What neither of them realise is that the robot they have found is not only still alive, but a sentient weapon designed to destroy anything that gets in its way.


Can our heroes defeat the mechanical monstrosity before it massacres their entire apartment building?





NOTE: Hardware is the debut of Richard Stanley, a genre maverick whose short career has been derailed by serious accusations of domestic violence. I only learned of this after viewing so I thought I would rip off that band-aid right away.

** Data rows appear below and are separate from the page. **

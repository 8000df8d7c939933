pub mod server;
pub mod tracing;

use std::env;
use thiserror::Error;

/// Configuration error type
#[derive(Error, Debug)]
pub enum ConfigError {
    #[error("Environment variable '{0}' is required but not set")]
    MissingEnvVar(String),

    #[error("Failed to parse environment variable '{key}': {details}")]
    ParseError { key: String, details: String },
}

/// Application environment (dev = local, prod = deployed)
#[derive(Clone, Debug, PartialEq, Eq)]
pub enum Environment {
    Development,
    Production,
}

impl Environment {
    pub fn from_env() -> Self {
        let app_env = env::var("APP_ENV").unwrap_or_else(|_| "development".to_string());

        if app_env.eq_ignore_ascii_case("production") {
            Environment::Production
        } else {
            Environment::Development
        }
    }

    pub fn is_production(&self) -> bool {
        matches!(self, Environment::Production)
    }

    pub fn is_development(&self) -> bool {
        matches!(self, Environment::Development)
    }
}

/// Static name/version pair used by the /health endpoint.
#[derive(Clone, Debug)]
pub struct AppInfo {
    pub name: &'static str,
    pub version: &'static str,
}

/// Capture the calling crate's name and version at compile time.
#[macro_export]
macro_rules! app_info {
    () => {
        $crate::AppInfo {
            name: env!("CARGO_PKG_NAME"),
            version: env!("CARGO_PKG_VERSION"),
        }
    };
}

/// Trait for configuration that can be loaded from environment variables
pub trait FromEnv: Sized {
    fn from_env() -> Result<Self, ConfigError>;
}

/// Helper to load and parse environment variable with a default value
pub fn env_or_default(key: &str, default: &str) -> String {
    env::var(key).unwrap_or_else(|_| default.to_string())
}

/// Helper to load and parse environment variable or return error
pub fn env_required(key: &str) -> Result<String, ConfigError> {
    env::var(key).map_err(|_| ConfigError::MissingEnvVar(key.to_string()))
}
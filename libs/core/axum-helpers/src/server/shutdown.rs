//! Graceful shutdown coordination.

use tokio::sync::watch;
use tracing::info;

/// Broadcasts a shutdown signal to interested tasks.
///
/// The server triggers the coordinator once an OS signal arrives, and
/// cleanup tasks wait on [`ShutdownCoordinator::wait_for_signal`]. A watch
/// channel is used so tasks that start waiting after the trigger still
/// observe it.
#[derive(Clone)]
pub struct ShutdownCoordinator {
    sender: watch::Sender<bool>,
}

impl ShutdownCoordinator {
    pub fn new() -> (Self, watch::Receiver<bool>) {
        let (sender, receiver) = watch::channel(false);
        (Self { sender }, receiver)
    }

    /// Notify all subscribers that shutdown has started.
    pub fn trigger(&self) {
        // Errors only mean there are no subscribers left
        let _ = self.sender.send(true);
    }

    /// Wait until shutdown is triggered.
    pub async fn wait_for_signal(&self) {
        let mut receiver = self.sender.subscribe();
        while !*receiver.borrow_and_update() {
            if receiver.changed().await.is_err() {
                break;
            }
        }
    }
}

/// Completes when the process receives SIGINT or SIGTERM.
pub async fn shutdown_signal() {
    let ctrl_c = async {
        tokio::signal::ctrl_c()
            .await
            .unwrap_or_else(|e| tracing::error!("Failed to install Ctrl+C handler: {:?}", e));
    };

    #[cfg(unix)]
    let terminate = async {
        match tokio::signal::unix::signal(tokio::signal::unix::SignalKind::terminate()) {
            Ok(mut signal) => {
                signal.recv().await;
            }
            Err(e) => tracing::error!("Failed to install SIGTERM handler: {:?}", e),
        }
    };

    #[cfg(not(unix))]
    let terminate = std::future::pending::<()>();

    tokio::select! {
        _ = ctrl_c => info!("Received Ctrl+C, shutting down"),
        _ = terminate => info!("Received SIGTERM, shutting down"),
    }
}

/// Waits for an OS shutdown signal, then triggers the coordinator so
/// cleanup tasks start while the server drains connections.
pub async fn coordinated_shutdown(coordinator: ShutdownCoordinator) {
    shutdown_signal().await;
    coordinator.trigger();
}
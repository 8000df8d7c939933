use sea_orm_migration::{prelude::*, schema::*};

#[derive(DeriveMigrationName)]
pub struct Migration;

#[async_trait::async_trait]
impl MigrationTrait for Migration {
    async fn up(&self, manager: &SchemaManager) -> Result<(), DbErr> {
        // Create products table
        manager
            .create_table(
                Table::create()
                    .table(Products::Table)
                    .if_not_exists()
                    .col(string(Products::Id).primary_key())
                    .col(string_null(Products::CategoryId))
                    .col(string_len(Products::Label, 256).default(""))
                    .to_owned(),
            )
            .await?;

        // Product counts aggregate by category_id
        manager
            .create_index(
                Index::create()
                    .name("idx_products_category_id")
                    .table(Products::Table)
                    .col(Products::CategoryId)
                    .to_owned(),
            )
            .await?;

        Ok(())
    }

    async fn down(&self, manager: &SchemaManager) -> Result<(), DbErr> {
        manager
            .drop_table(Table::drop().table(Products::Table).to_owned())
            .await?;

        Ok(())
    }
}

#[derive(DeriveIden)]
enum Products {
    Table,
    Id,
    CategoryId,
    Label,
}
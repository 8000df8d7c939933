use sea_orm::ActiveValue::Set;
use sea_orm::entity::prelude::*;
use serde::{Deserialize, Serialize};

/// Sea-ORM Entity for Products table
#[derive(Clone, Debug, PartialEq, Eq, DeriveEntityModel, Serialize, Deserialize)]
#[sea_orm(table_name = "products")]
pub struct Model {
    #[sea_orm(primary_key, auto_increment = false)]
    pub id: String,
    pub category_id: Option<String>,
    pub label: String,
}

#[derive(Copy, Clone, Debug, EnumIter, DeriveRelation)]
pub enum Relation {}

impl ActiveModelBehavior for ActiveModel {}

// Conversion from Sea-ORM Model to domain Product
impl From<Model> for crate::models::Product {
    fn from(model: Model) -> Self {
        Self {
            id: model.id,
            category_id: model.category_id,
            label: model.label,
        }
    }
}

// Conversion from domain Product to Sea-ORM ActiveModel
impl From<crate::models::Product> for ActiveModel {
    fn from(product: crate::models::Product) -> Self {
        ActiveModel {
            id: Set(product.id),
            category_id: Set(product.category_id),
            label: Set(product.label),
        }
    }
}
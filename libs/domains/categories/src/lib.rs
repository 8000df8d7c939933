//! Categories Domain
//!
//! Categories form a tree: each category optionally references a parent, and
//! the read side assembles the full tree with per-node product counts. Write
//! operations enforce the integrity rules (unique labels, existing parents,
//! no self-parenting or direct two-node cycles).
//!
//! The crate is layered handlers -> service -> repository (trait + in-memory
//! + Postgres implementations) -> models/entity.
//!
//! # Usage
//!
//! ```rust,no_run
//! use domain_categories::{
//!     handlers,
//!     repository::InMemoryCategoryRepository,
//!     service::CategoryService,
//! };
//! use domain_products::{repository::InMemoryProductRepository, service::ProductService};
//!
//! let products = ProductService::new(InMemoryProductRepository::new());
//! let service = CategoryService::new(InMemoryCategoryRepository::new(), products);
//!
//! // Create Axum router
//! let router = handlers::router(service);
//! ```

pub mod entity;
pub mod error;
pub mod handlers;
pub mod models;
pub mod postgres;
pub mod repository;
pub mod service;

// Re-export commonly used types
pub use error::{CategoryError, CategoryResult};
pub use models::{Category, CategoryTreeNode, CreateCategory, UpdateCategory};
pub use postgres::PgCategoryRepository;
pub use repository::{CategoryRepository, InMemoryCategoryRepository};
pub use service::CategoryService;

Do not read the following review as any kind of endorsement of Stanley’s behaviour.


A collage of images with vivid colour, bathed chiaroscuro and neon, Hardware is a claustrophobic dystopia.


Fueled by budget limitations, most of the action is restricted to the central character’s  apartment.


This is a world of sweaty, cramped existence, where the refuse and wreckage of the outside world are pieced together for a new, hermetic form of living.  


Outside, the world is oppressive skyscrapers and an endless radioactive wasteland.

 

Narrative momentum is not this movie’s strong point - Hardware is a movie of sensation and vibe.


The cast are fine - William Hootkins (Jek Porkins from Star Wars) stands out as a local voyeur - but this is not a movie of great acting.


Inspired by a 2000 AD story - whose publishers had to sue in order to get screen credit - Hardware might be the most accurate version of that comic book’s bleak, used-future aesthetic.


My biggest complaint is with the central menace - the robotic killer is a little underwhelming. 


The design is a little too elaborate, and while I like the desire to keep it hidden, it so elaborate and unwieldy, it comes off as confusing rather than terrifying. It is not a fatal flaw, but it works against the overall effect.